→ **Work instruction**
Which lines of the records below contain the word "STEPS"? Copy each of them out.

Saved entries
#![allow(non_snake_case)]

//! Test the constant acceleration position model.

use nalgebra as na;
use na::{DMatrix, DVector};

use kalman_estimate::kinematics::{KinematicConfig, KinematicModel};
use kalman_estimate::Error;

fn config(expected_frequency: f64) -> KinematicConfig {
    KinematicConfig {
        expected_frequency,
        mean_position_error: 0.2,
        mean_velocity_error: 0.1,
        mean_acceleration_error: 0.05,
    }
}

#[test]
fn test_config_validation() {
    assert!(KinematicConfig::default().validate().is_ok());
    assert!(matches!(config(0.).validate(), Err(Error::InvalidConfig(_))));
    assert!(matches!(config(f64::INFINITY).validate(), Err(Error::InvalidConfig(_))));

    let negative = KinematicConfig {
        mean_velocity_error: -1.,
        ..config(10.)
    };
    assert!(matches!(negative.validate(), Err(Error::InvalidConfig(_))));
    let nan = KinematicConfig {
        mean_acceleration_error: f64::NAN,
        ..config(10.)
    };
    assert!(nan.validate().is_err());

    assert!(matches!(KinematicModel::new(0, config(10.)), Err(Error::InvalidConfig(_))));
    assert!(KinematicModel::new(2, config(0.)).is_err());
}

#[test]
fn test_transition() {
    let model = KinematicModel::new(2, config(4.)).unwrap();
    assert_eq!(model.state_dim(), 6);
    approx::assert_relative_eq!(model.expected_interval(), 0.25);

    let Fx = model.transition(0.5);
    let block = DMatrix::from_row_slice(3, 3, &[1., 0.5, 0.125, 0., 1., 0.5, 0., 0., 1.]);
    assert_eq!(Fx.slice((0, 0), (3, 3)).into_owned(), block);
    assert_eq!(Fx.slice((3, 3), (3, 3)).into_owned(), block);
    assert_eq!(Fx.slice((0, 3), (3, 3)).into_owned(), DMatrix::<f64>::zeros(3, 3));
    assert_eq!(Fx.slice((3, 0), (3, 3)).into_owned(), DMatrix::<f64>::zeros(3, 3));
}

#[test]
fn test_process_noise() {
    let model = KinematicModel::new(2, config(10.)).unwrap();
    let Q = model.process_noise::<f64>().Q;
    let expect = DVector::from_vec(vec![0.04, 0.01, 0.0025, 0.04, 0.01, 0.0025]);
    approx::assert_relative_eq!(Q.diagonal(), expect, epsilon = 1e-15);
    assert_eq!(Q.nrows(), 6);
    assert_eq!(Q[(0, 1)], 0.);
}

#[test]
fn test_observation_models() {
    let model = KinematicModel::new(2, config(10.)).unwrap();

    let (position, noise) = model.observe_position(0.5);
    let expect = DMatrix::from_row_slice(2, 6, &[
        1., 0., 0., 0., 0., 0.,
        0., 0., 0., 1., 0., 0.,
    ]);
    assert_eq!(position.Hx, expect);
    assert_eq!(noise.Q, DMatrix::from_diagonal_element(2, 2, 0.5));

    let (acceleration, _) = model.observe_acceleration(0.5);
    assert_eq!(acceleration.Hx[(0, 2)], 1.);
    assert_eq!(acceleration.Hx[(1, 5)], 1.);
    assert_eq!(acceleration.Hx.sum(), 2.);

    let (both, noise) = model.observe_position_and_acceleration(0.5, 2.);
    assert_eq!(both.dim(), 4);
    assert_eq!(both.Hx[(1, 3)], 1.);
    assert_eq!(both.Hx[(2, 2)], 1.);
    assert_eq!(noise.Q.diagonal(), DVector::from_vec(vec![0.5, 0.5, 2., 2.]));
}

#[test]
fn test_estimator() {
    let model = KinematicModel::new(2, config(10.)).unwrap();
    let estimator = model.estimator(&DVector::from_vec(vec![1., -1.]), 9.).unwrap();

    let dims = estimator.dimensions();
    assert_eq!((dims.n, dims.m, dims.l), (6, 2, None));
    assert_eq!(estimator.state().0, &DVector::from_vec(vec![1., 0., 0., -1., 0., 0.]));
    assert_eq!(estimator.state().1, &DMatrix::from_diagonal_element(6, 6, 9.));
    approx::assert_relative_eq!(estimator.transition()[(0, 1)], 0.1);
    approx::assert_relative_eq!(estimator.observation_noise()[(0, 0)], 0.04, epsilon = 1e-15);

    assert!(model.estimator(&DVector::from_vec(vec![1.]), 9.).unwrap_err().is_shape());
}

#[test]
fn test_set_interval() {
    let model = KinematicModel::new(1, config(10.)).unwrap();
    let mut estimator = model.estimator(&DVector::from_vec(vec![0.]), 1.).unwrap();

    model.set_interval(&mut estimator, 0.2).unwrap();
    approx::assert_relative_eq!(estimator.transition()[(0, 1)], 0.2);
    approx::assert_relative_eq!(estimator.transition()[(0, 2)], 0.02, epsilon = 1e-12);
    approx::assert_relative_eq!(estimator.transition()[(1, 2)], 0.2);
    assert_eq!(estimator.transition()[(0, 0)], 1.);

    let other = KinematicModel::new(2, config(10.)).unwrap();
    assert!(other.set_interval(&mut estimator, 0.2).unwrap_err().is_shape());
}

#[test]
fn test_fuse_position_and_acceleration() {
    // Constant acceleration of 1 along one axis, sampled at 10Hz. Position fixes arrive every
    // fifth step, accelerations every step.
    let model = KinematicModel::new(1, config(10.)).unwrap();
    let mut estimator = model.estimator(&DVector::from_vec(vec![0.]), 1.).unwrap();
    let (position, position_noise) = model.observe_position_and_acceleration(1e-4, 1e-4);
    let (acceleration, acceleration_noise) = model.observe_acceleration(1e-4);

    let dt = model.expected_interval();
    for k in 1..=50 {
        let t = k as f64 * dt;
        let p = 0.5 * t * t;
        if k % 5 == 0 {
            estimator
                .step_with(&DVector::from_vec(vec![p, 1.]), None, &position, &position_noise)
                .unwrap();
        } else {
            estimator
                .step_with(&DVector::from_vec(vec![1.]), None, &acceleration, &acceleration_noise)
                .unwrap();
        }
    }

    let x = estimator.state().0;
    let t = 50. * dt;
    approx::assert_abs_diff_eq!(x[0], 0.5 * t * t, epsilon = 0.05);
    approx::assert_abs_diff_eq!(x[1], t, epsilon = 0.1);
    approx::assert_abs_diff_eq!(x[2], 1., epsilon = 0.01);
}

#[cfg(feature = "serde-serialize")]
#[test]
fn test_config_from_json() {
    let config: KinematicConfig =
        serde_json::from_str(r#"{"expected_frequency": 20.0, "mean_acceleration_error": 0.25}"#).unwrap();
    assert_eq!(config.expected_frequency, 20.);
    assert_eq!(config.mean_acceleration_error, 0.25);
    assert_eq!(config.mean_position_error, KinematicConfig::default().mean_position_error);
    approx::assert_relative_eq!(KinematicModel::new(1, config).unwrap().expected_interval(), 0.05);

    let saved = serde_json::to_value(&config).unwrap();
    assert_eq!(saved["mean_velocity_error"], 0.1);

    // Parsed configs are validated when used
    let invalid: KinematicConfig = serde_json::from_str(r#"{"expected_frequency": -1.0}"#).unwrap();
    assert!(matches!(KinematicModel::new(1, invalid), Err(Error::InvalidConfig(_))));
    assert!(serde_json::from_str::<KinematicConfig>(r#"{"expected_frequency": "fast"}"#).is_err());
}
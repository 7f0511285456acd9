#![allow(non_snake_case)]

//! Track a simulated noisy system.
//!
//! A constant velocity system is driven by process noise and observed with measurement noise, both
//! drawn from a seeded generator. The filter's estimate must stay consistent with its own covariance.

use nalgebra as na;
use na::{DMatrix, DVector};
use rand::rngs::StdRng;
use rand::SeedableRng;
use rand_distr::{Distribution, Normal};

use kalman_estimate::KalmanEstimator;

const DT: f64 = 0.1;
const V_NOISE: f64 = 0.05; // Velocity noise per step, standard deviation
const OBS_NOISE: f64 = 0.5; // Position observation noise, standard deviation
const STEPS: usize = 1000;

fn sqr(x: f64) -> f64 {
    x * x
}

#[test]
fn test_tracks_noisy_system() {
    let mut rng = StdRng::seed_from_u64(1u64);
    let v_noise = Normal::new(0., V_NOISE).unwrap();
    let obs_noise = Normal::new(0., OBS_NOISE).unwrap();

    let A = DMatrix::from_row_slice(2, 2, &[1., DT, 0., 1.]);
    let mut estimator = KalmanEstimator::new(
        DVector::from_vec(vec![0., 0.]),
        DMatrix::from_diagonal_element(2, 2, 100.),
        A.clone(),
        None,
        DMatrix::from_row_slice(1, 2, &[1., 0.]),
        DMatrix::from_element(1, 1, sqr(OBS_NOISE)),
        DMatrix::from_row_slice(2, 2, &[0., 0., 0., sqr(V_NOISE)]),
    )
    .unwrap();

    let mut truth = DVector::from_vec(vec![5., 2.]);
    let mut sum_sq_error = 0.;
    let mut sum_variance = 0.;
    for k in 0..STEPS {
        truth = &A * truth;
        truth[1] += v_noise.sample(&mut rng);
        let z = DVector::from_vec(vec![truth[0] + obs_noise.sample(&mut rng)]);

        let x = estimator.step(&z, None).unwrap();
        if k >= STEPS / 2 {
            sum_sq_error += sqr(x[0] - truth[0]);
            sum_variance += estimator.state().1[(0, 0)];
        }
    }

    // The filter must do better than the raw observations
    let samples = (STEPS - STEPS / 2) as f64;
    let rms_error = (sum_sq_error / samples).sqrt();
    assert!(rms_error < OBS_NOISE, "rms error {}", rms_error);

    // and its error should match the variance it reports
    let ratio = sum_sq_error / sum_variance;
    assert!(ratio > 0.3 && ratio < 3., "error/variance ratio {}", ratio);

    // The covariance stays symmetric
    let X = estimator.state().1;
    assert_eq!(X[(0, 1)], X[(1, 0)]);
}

→ **Written solution**
const STEPS: usize = 1000;
    for k in 0..STEPS {
        if k >= STEPS / 2 {
    let samples = (STEPS - STEPS / 2) as f64;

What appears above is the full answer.